Sabtu, 26 Februari 2011

Balada Tertukar Foto

Sudah sejak lama gue pengen jadi anggota Perpustakaan Daerah Banjarbaru. Waktu SMA gue pernah minta formulir, di bagian bawahnya tertulis 'Tanda Tangan Kepala Sekolah'. N gue pun menjadi malas.

Kesempatan tercipta saat sudah kuliah. Andri bilang syaratnya simpel, gak perlu tanda tangan Dekan, cukup tanda tangan Rektor. Andri pun kena gampar. Yang benar adalah, cukup fotokopi KTM n 2 lembar foto 2x3. Gue juga ngajakin Rizal untuk daftar bareng. Rizal sudah bisa ditebak, dia akan berguling tiga kali menandakan persetujuannya.

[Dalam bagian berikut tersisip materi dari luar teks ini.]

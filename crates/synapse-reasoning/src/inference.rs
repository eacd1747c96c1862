//! Reverse (effect-to-cause) inference and analogical reasoning.

use std::collections::{BTreeSet, HashMap, HashSet};

use synapse_core::entity::Graph;
use synapse_core::error::{Result, SynapseError};
use synapse_core::numeric::{clamp_unit, round_to, safe_div, safe_number, safe_sqrt};
use synapse_core::reasoning::{Analogy, ConceptualMapping, PotentialCause, ReverseReasoning};

use crate::view::GraphView;

pub const DEFAULT_REVERSE_DEPTH: usize = 3;
pub const MAX_REVERSE_DEPTH: usize = 6;
/// Analogies at or below this similarity are discarded.
pub const ANALOGY_THRESHOLD: f64 = 0.6;

/// How strongly each relation type implies causation.
pub const CAUSAL_MULTIPLIERS: &[(&str, f64)] = &[
    ("causes", 0.9),
    ("generates", 0.85),
    ("optimizes", 0.8),
    ("improves", 0.8),
    ("influences", 0.7),
    ("requires", 0.65),
    ("used_for", 0.6),
    ("implements", 0.6),
    ("contains", 0.55),
    ("related_to", 0.5),
];

pub fn causal_multiplier(relation_type: &str) -> f64 {
    CAUSAL_MULTIPLIERS
        .iter()
        .find(|(t, _)| *t == relation_type)
        .map(|(_, m)| *m)
        .unwrap_or(0.5)
}

/// Walks incoming edges back from `effect_id`. Each candidate scores
/// `edge weight x sqrt(cause x effect normalized weight) x type multiplier`,
/// compounded with its parent's confidence beyond the first level.
pub fn reverse_reasoning(graph: &Graph, effect_id: &str, max_depth: usize) -> Result<ReverseReasoning> {
    let view = GraphView::new(graph);
    let effect_index = view
        .index_of(effect_id)
        .ok_or_else(|| SynapseError::NotFound(format!("Entity {} not found", effect_id)))?;
    let max_depth = max_depth.clamp(1, MAX_REVERSE_DEPTH);

    let mut incoming: HashMap<&str, Vec<(&str, f64, &str)>> = HashMap::new();
    for link in &graph.links {
        if link.source == link.target || view.index_of(&link.source).is_none() {
            continue;
        }
        incoming
            .entry(link.target.as_str())
            .or_default()
            .push((link.source.as_str(), safe_number(link.weight, 0.0), link.relation_type.as_str()));
    }

    let mut best: HashMap<String, PotentialCause> = HashMap::new();
    let mut visited: HashSet<&str> = HashSet::from([effect_id]);
    // (node, its confidence as a cause)
    let mut frontier: Vec<(&str, f64)> = vec![(effect_id, 1.0)];

    for depth in 1..=max_depth {
        let mut next = Vec::new();
        for &(target, parent_confidence) in &frontier {
            let Some(target_index) = view.index_of(target) else {
                continue;
            };
            let Some(edges) = incoming.get(target) else {
                continue;
            };
            for &(source, weight, relation_type) in edges {
                if source == effect_id {
                    continue;
                }
                let Some(source_index) = view.index_of(source) else {
                    continue;
                };
                let mut confidence = weight
                    * safe_sqrt(view.normalized_weight(source_index) * view.normalized_weight(target_index))
                    * causal_multiplier(relation_type);
                if depth > 1 {
                    confidence *= parent_confidence;
                }
                let confidence = round_to(clamp_unit(confidence), 4);

                let candidate = PotentialCause {
                    id: source.to_string(),
                    name: view.node(source_index).name.clone(),
                    relation_type: relation_type.to_string(),
                    confidence,
                    depth,
                    via: (depth > 1).then(|| view.node(target_index).name.clone()),
                };
                match best.get(source) {
                    Some(existing) if existing.confidence >= confidence => {}
                    _ => {
                        best.insert(source.to_string(), candidate);
                    }
                }
                if visited.insert(source) {
                    next.push((source, confidence));
                }
            }
        }
        if next.is_empty() {
            break;
        }
        frontier = next;
    }

    let mut potential_causes: Vec<PotentialCause> = best.into_values().collect();
    potential_causes.sort_by(|a, b| {
        b.confidence
            .total_cmp(&a.confidence)
            .then(a.depth.cmp(&b.depth))
            .then_with(|| a.name.cmp(&b.name))
    });

    Ok(ReverseReasoning {
        effect_id: effect_id.to_string(),
        effect_name: view.node(effect_index).name.clone(),
        max_depth,
        potential_causes,
    })
}

struct Signature {
    degree: usize,
    relation_types: BTreeSet<String>,
}

fn signature(graph: &Graph, view: &GraphView, index: usize) -> Signature {
    let id = view.node(index).id.as_str();
    Signature {
        degree: view.degree(index),
        relation_types: graph
            .links
            .iter()
            .filter(|l| l.source != l.target && (l.source == id || l.target == id))
            .map(|l| l.relation_type.clone())
            .collect(),
    }
}

fn degree_similarity(a: usize, b: usize) -> f64 {
    let max = a.max(b);
    if max == 0 {
        return 1.0;
    }
    1.0 - a.abs_diff(b) as f64 / max as f64
}

fn jaccard(a: &BTreeSet<String>, b: &BTreeSet<String>) -> f64 {
    let union = a.union(b).count();
    safe_div(a.intersection(b).count() as f64, union as f64, 0.0)
}

/// Finds nodes in `target_category` structurally similar to `source_id`:
/// `0.4 x degree similarity + 0.6 x Jaccard of incident relation types`.
pub fn analogical_reasoning(graph: &Graph, source_id: &str, target_category: &str) -> Result<Vec<Analogy>> {
    let view = GraphView::new(graph);
    let source_index = view
        .index_of(source_id)
        .ok_or_else(|| SynapseError::NotFound(format!("Entity {} not found", source_id)))?;
    let source = signature(graph, &view, source_index);
    let source_name = &view.node(source_index).name;

    let mut analogies: Vec<Analogy> = Vec::new();
    for (index, node) in graph.nodes.iter().enumerate() {
        if index == source_index || node.category != target_category {
            continue;
        }
        let target = signature(graph, &view, index);
        let similarity = 0.4 * degree_similarity(source.degree, target.degree)
            + 0.6 * jaccard(&source.relation_types, &target.relation_types);
        if similarity <= ANALOGY_THRESHOLD {
            continue;
        }

        let mapping = ConceptualMapping {
            shared_connection_types: source.relation_types.intersection(&target.relation_types).cloned().collect(),
            source_unique: source.relation_types.difference(&target.relation_types).cloned().collect(),
            target_unique: target.relation_types.difference(&source.relation_types).cloned().collect(),
        };
        let predictions = mapping
            .source_unique
            .iter()
            .map(|t| format!("'{}' may also form a '{}' connection, as '{}' does", node.name, t, source_name))
            .collect();

        analogies.push(Analogy {
            source_id: source_id.to_string(),
            target_id: node.id.clone(),
            target_name: node.name.clone(),
            similarity: round_to(similarity, 4),
            mapping,
            predictions,
        });
    }

    analogies.sort_by(|a, b| b.similarity.total_cmp(&a.similarity).then_with(|| a.target_name.cmp(&b.target_name)));
    Ok(analogies)
}

#[cfg(test)]
mod tests {
    use super::*;
    use synapse_core::entity::{category, Entity, NodeType, Relation};

    fn node(name: &str, weight: f64) -> Entity {
        Entity::new(name, NodeType::Concept, category::KEY_PHRASE, weight)
    }

    #[test]
    fn test_reverse_reasoning_walks_back() {
        let (a, b, c) = (node("a", 2.0), node("b", 2.0), node("c", 2.0));
        let graph = Graph::new(
            vec![a.clone(), b.clone(), c.clone()],
            vec![
                Relation::new(&b.id, &c.id, "causes", 1.0),
                Relation::new(&a.id, &b.id, "influences", 0.5),
            ],
        );
        let result = reverse_reasoning(&graph, &c.id, 3).unwrap();
        assert_eq!(result.potential_causes.len(), 2);
        let first = &result.potential_causes[0];
        assert_eq!(first.name, "b");
        assert!((first.confidence - 0.9).abs() < 1e-9);
        let second = &result.potential_causes[1];
        assert_eq!(second.depth, 2);
        assert_eq!(second.via.as_deref(), Some("b"));
        assert!((second.confidence - 0.315).abs() < 1e-9);
    }

    #[test]
    fn test_reverse_reasoning_edge_cases() {
        let a = node("a", 1.0);
        let graph = Graph::new(vec![a.clone()], Vec::new());
        let result = reverse_reasoning(&graph, &a.id, 3).unwrap();
        assert!(result.potential_causes.is_empty());
        assert!(matches!(reverse_reasoning(&graph, "missing", 3), Err(SynapseError::NotFound(_))));
    }

    #[test]
    fn test_reverse_depth_limit() {
        let (a, b, c) = (node("a", 1.0), node("b", 1.0), node("c", 1.0));
        let graph = Graph::new(
            vec![a.clone(), b.clone(), c.clone()],
            vec![
                Relation::new(&b.id, &c.id, "causes", 1.0),
                Relation::new(&a.id, &b.id, "causes", 1.0),
            ],
        );
        let result = reverse_reasoning(&graph, &c.id, 1).unwrap();
        assert_eq!(result.potential_causes.len(), 1);
    }

    #[test]
    fn test_analogy_by_shared_structure() {
        let python = Entity::new("Python", NodeType::Tool, category::TOOL, 2.5);
        let rust = Entity::new("Rust", NodeType::Tool, category::TOOL, 2.5);
        let excel = Entity::new("Excel", NodeType::Tool, category::TOOL, 2.5);
        let ml = node("机器学习", 2.0);
        let web = node("web", 1.0);
        let graph = Graph::new(
            vec![python.clone(), rust.clone(), excel.clone(), ml.clone(), web.clone()],
            vec![
                Relation::new(&python.id, &ml.id, "used_for", 0.8),
                Relation::new(&python.id, &web.id, "implements", 0.6),
                Relation::new(&rust.id, &web.id, "used_for", 0.7),
                Relation::new(&rust.id, &ml.id, "used_for", 0.6),
                Relation::new(&excel.id, &ml.id, "related_to", 0.5),
            ],
        );
        let analogies = analogical_reasoning(&graph, &python.id, category::TOOL).unwrap();
        assert_eq!(analogies.len(), 1);
        let a = &analogies[0];
        assert_eq!(a.target_name, "Rust");
        // equal degree -> 1.0; jaccard {used_for} / {used_for, implements} -> 0.5
        assert!((a.similarity - 0.7).abs() < 1e-9);
        assert_eq!(a.mapping.shared_connection_types, vec!["used_for"]);
        assert_eq!(a.mapping.source_unique, vec!["implements"]);
        assert_eq!(a.predictions.len(), 1);
    }
}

Setelah persyaratan lengkap, kami bertiga segera mendaftar. Gue n Rizal mendaftar bareng. Sedangkan Andri sudah terdaftar, jadi gak perlu daftar lagi. Di sana, kartu anggota perpustakaannya dibikin pakai foto langsung. Jadi terciptalah kartu anggota yang cukup tampan. Gue yang memakai kaos oblong berlapis jaket buluk dengan tatanan rambut seadanya setelah P2B alias masih gundul. Tanpa basa-basi gue difoto, kemudian Rizal. Lalu kami disuruh menunggu.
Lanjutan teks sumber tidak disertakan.